Pussy Riot against the Russian church and state

You must feel proud that the Russian punk-rock group, now on trial in Moscow, has chosen such an elegant English name for itself. This shows how generously the Anglophone world shares its cultural achievements with all nations.

In February this year, as if to prove that they had absorbed the spirit of our pop culture, not just its form, three Pussy Rioters delivered a disgustingly blasphemous performance at the altar of Moscow’s Cathedral of Christ the Saviour.

Penetrating the area reserved in the Orthodox church for the clergy only, the three girls performed a mockery of the hymn Sanctus, begging the Virgin to ‘kick Putin out’. They also referred to the Patriarch as ‘a bitch’ (the Russian word suka can be profitably used to describe a member of either sex) and, instead of ‘holy, holy, holy, Lord God’, sang what Wikipedia wrongly translates as ‘shit, shit, shit of Lord God’. In fact, the Russian word sram only means ‘shame’, with no faecal implications whatsoever. Still, the act was indisputably blasphemous both to the church and to the national leader it venerates. The three women are now on trial, facing a maximum sentence of seven years in a concentration camp.

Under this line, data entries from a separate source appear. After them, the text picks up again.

#[cfg(test)]
mod tests {
    use super::*;
    use std::io::Write as _;

    /// Bind an ephemeral listener just to learn a free port, then drop it. Small
    /// TOCTOU window, the same tradeoff every "find a free port for a socket test"
    /// helper makes.
    fn free_port() -> u16 {
        TcpListener::bind("127.0.0.1:0")
            .unwrap()
            .local_addr()
            .unwrap()
            .port()
    }

    fn spawn_channel(name: &str, capacity: usize) -> (Arc<ChannelServer>, Arc<ChannelRegistry>, u16) {
        let port = free_port();
        let descriptor = ChannelDescriptor {
            name: name.to_string(),
            port,
            capacity,
        };
        let (channel, admin_rx) = ChannelServer::bind(descriptor).expect("bind");
        let registry = Arc::new(ChannelRegistry::new(vec![channel.clone()]));
        channel.start(registry.clone(), admin_rx);
        (channel, registry, port)
    }

    /// Connect, send the raw handshake name, and return the stream positioned right
    /// after the admit byte (or panic on a rejection, since these tests only expect
    /// admission at the handshake level - being queued still gets "Y").
    fn handshake(port: u16, name: &str) -> TcpStream {
        let mut stream = TcpStream::connect(("127.0.0.1", port)).expect("connect");
        stream.set_read_timeout(Some(Duration::from_secs(5))).unwrap();
        stream.write_all(name.as_bytes()).unwrap();
        let mut reply = [0u8; 1];
        stream.read_exact(&mut reply).expect("handshake reply");
        assert_eq!(&reply, b"Y", "expected admission for {name}");
        stream
    }

    fn handshake_rejected(port: u16, name: &str) -> String {
        let mut stream = TcpStream::connect(("127.0.0.1", port)).expect("connect");
        stream.set_read_timeout(Some(Duration::from_secs(5))).unwrap();
        stream.write_all(name.as_bytes()).unwrap();
        let mut buf = Vec::new();
        let mut chunk = [0u8; 64];
        loop {
            match stream.read(&mut chunk) {
                Ok(0) | Err(_) => break,
                Ok(n) => buf.extend_from_slice(&chunk[..n]),
            }
        }
        String::from_utf8(buf).unwrap()
    }

    fn recv(stream: &mut TcpStream) -> Event {
        framing::read_frame(stream)
            .expect("read_frame")
            .expect("peer still connected")
    }

    fn send(stream: &mut TcpStream, event: &Event) {
        framing::write_frame(stream, event).expect("write_frame");
    }

    #[test]
    fn capacity_and_waiting_queue_promotion() {
        let (channel, _registry, port) = spawn_channel("core", 2);

        let mut a = handshake(port, "a");
        assert_eq!(recv(&mut a), Event::Join { channel: "core".into() });
        let mut b = handshake(port, "b");
        assert_eq!(recv(&mut b), Event::Join { channel: "core".into() });

        let mut c = handshake(port, "c");
        assert_eq!(
            recv(&mut c),
            protocol::queue_position_notice(0),
            "first waiter is told nobody is ahead"
        );
        let mut d = handshake(port, "d");
        assert_eq!(
            recv(&mut d),
            protocol::queue_position_notice(1),
            "second waiter is told one is ahead"
        );

        send(&mut a, &Event::Quit { name: "a".into() });
        assert_eq!(recv(&mut a), Event::Quit { name: "a".into() });

        // c is promoted off the head of the queue; d is re-indexed to "0 ahead".
        assert_eq!(recv(&mut c), Event::Join { channel: "core".into() });
        assert_eq!(recv(&mut d), protocol::queue_position_notice(0));

        let (members, waiting) = channel.counts();
        assert_eq!(members, 2, "b and c now hold the two membership slots");
        assert_eq!(waiting, 1, "d is still waiting");
    }

    #[test]
    fn broadcast_reaches_every_member_but_not_itself_twice() {
        let (_channel, _registry, port) = spawn_channel("core", 3);
        let mut a = handshake(port, "a");
        assert_eq!(recv(&mut a), Event::Join { channel: "core".into() });
        let mut b = handshake(port, "b");
        assert_eq!(recv(&mut b), Event::Join { channel: "core".into() });

        send(
            &mut a,
            &Event::Message {
                name: "a".into(),
                message: "hello".into(),
            },
        );
        let expected = Event::Message {
            name: "a".into(),
            message: "hello".into(),
        };
        assert_eq!(recv(&mut a), expected);
        assert_eq!(recv(&mut b), expected);
    }

    #[test]
    fn whisper_is_private() {
        let (_channel, _registry, port) = spawn_channel("core", 3);
        let mut a = handshake(port, "a");
        assert_eq!(recv(&mut a), Event::Join { channel: "core".into() });
        let mut b = handshake(port, "b");
        assert_eq!(recv(&mut b), Event::Join { channel: "core".into() });
        let mut c = handshake(port, "c");
        assert_eq!(recv(&mut c), Event::Join { channel: "core".into() });

        send(
            &mut a,
            &Event::Whisper {
                sender: "a".into(),
                target: "b".into(),
                message: "hi".into(),
            },
        );

        assert_eq!(
            recv(&mut b),
            Event::Message {
                name: "a whispers to you".into(),
                message: "hi".into(),
            }
        );
        assert_eq!(
            recv(&mut a),
            Event::Message {
                name: "a whispers to b".into(),
                message: "hi".into(),
            }
        );

        c.set_read_timeout(Some(Duration::from_millis(300))).unwrap();
        let mut len_buf = [0u8; 4];
        let err = c.read_exact(&mut len_buf).unwrap_err();
        assert_eq!(err.kind(), std::io::ErrorKind::WouldBlock);
    }

    #[test]
    fn name_collision_is_rejected_with_the_channel_name() {
        let (_channel, _registry, port) = spawn_channel("core", 2);
        let mut a = handshake(port, "a");
        assert_eq!(recv(&mut a), Event::Join { channel: "core".into() });

        let reply = handshake_rejected(port, "a");
        assert_eq!(reply, "core");
    }

    #[test]
    fn admin_kick_removes_member_and_notifies_remaining() {
        let (channel, _registry, port) = spawn_channel("core", 2);
        let mut a = handshake(port, "a");
        assert_eq!(recv(&mut a), Event::Join { channel: "core".into() });
        let mut b = handshake(port, "b");
        assert_eq!(recv(&mut b), Event::Join { channel: "core".into() });

        channel.post_admin(AdminEvent::Kick("a".into()));

        assert_eq!(recv(&mut a), Event::Kick { target: "a".into() });
        assert_eq!(recv(&mut b), protocol::left_channel_notice("a"));
    }
}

On general principle, I’m in favour of locking up all pop ‘musicians’ and, if they have committed blasphemy, throwing away the key. But such principles don’t apply in this instance, for the trial raises graver issues.

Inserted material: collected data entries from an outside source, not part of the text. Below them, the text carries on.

//! Length-prefixed framing around a single [`crate::Event`].
//!
//! ```text
//! +----+--------------------------+
//! | L  |    serialised event      |
//! +----+--------------------------+
//!   4B         L bytes
//! ```
//! `L` is the 4-byte big-endian length of the serialised event that follows
//! (exclusive of itself). This is the only place that knows about the outer length;
//! [`crate::event::Event`] only ever sees the bytes between the brackets.

use std::io::{Read, Write};

use crate::error::ProtocolError;
use crate::event::Event;
use crate::io::{ReadChatExt, WriteChatExt};

/// Write one framed event: 4-byte length followed by the serialised body.
pub fn write_frame(w: &mut impl Write, event: &Event) -> Result<(), ProtocolError> {
    let body = event.encode()?;
    w.write_chat_u32(body.len() as u32)?;
    w.write_all(&body)?;
    Ok(())
}

/// Write a pre-serialised, pre-framed blob: used for the raw handshake reply, which
/// has no outer length and is not itself an [`Event`].
pub fn write_raw(w: &mut impl Write, bytes: &[u8]) -> std::io::Result<()> {
    w.write_all(bytes)
}

/// Read one framed event from a stream.
///
/// Returns `Ok(None)` if the peer closed the connection cleanly before sending any
/// bytes of a new frame (the normal `PeerClosed` case). Returns
/// [`ProtocolError::TruncatedFrame`] if the peer closed mid-frame.
pub fn read_frame(r: &mut impl Read) -> Result<Option<Event>, ProtocolError> {
    let mut len_buf = [0u8; 4];
    match r.read_exact(&mut len_buf) {
        Ok(()) => {}
        Err(e) if e.kind() == std::io::ErrorKind::UnexpectedEof => return Ok(None),
        Err(e) => return Err(ProtocolError::Io(e)),
    }
    let len = u32::from_be_bytes(len_buf) as usize;
    let mut body = vec![0u8; len];
    r.read_exact(&mut body).map_err(|e| match e.kind() {
        std::io::ErrorKind::UnexpectedEof => ProtocolError::TruncatedFrame,
        _ => ProtocolError::Io(e),
    })?;
    Event::decode(&body).map(Some)
}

The prosecution has declared that the Pussy Rioters ‘undermine the state’s spiritual foundations’, presumably meaning Christianity. Here I have to disagree. Putin’s KGB state is founded, spiritually, not on religion but on thievery and money laundering. In a show of hypocrisy infinitely more offensive than anything perpetrated by the Pussies, Putin and his gang these days attend church services with the same pious expressions they sported at party rallies not so long ago. But their Father isn’t in heaven: he’s at KGB headquarters and in offshore banks, where the gang keeps its ill-gotten laundry.

The church hierarchy, ably led by Patriarch Kiril, KGB codename ‘Mikhailov’, belongs to the same gang. His Holiness, a lifelong KGB agent, recently won a court case against his neighbour whose refurbishment work had allegedly caused $1.7 million worth of dust damage to the Patriarch’s flat. As a monk, ‘Mikhailov’ took a vow of chastity and poverty, which doesn’t prevent him from sharing his palatial quarters with a woman who was at first described as his ‘sister’, then became his ‘cousin’, then his ‘distant relation’. He gets away with such ill-concealed cynicism because the upper echelons of the church are his moral twins. For instance, both priests who contested the patriarchal elections against Kiril were KGB agents too.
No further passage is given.